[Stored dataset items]

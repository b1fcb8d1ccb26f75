//! Identifier allocation for newly created entities.
//!
//! The seed is found with a parallel max-reduction over the existing ids;
//! allocation itself takes `&mut self`, so concurrent callers must serialize
//! through a lock (see [`MidpointRegistry`](crate::algs::midpoint::MidpointRegistry)).

use crate::mesh_error::MeshRefineError;
use crate::topology::entity::EntityKind;
use crate::topology::id::EntityId;
use rayon::prelude::*;

/// Returns `max(existing) + 1`, or 1 for an empty collection.
pub fn compute_next_id<I>(kind: EntityKind, existing: I) -> Result<EntityId, MeshRefineError>
where
    I: IntoParallelIterator<Item = EntityId>,
{
    let max = existing
        .into_par_iter()
        .map(EntityId::get)
        .max()
        .unwrap_or(0);
    let next = max.checked_add(1).ok_or(MeshRefineError::IdOverflow { kind })?;
    EntityId::new(next)
}

/// Monotonic counter handing out fresh ids of one entity kind.
#[derive(Debug, Clone)]
pub struct IdAllocator {
    kind: EntityKind,
    next: u64,
}

impl IdAllocator {
    /// Starts allocating at `first`.
    pub fn starting_at(kind: EntityKind, first: EntityId) -> Self {
        Self {
            kind,
            next: first.get(),
        }
    }

    /// Seeds the allocator past every id in `existing`.
    pub fn seeded_from<I>(kind: EntityKind, existing: I) -> Result<Self, MeshRefineError>
    where
        I: IntoParallelIterator<Item = EntityId>,
    {
        Ok(Self::starting_at(kind, compute_next_id(kind, existing)?))
    }

    /// Returns the current counter value, then advances it.
    pub fn allocate(&mut self) -> Result<EntityId, MeshRefineError> {
        let id = EntityId::new(self.next)?;
        self.next = self
            .next
            .checked_add(1)
            .ok_or(MeshRefineError::IdOverflow { kind: self.kind })?;
        Ok(id)
    }

    /// Reserves `count` consecutive ids and returns the first one.
    ///
    /// Lets a parallel pass derive ids from loop indices instead of sharing the counter.
    pub fn allocate_block(&mut self, count: u64) -> Result<EntityId, MeshRefineError> {
        let first = EntityId::new(self.next)?;
        self.next = self
            .next
            .checked_add(count)
            .ok_or(MeshRefineError::IdOverflow { kind: self.kind })?;
        Ok(first)
    }

    /// The id the next call to [`allocate`](Self::allocate) will return.
    pub fn peek(&self) -> u64 {
        self.next
    }
}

> **WORK TASK**:
Scan the records for the string "IntoParallelIterator" and show every line that contains it.

> **RESULT BELOW**:
    I: IntoParallelIterator<Item = EntityId>,
        I: IntoParallelIterator<Item = EntityId>,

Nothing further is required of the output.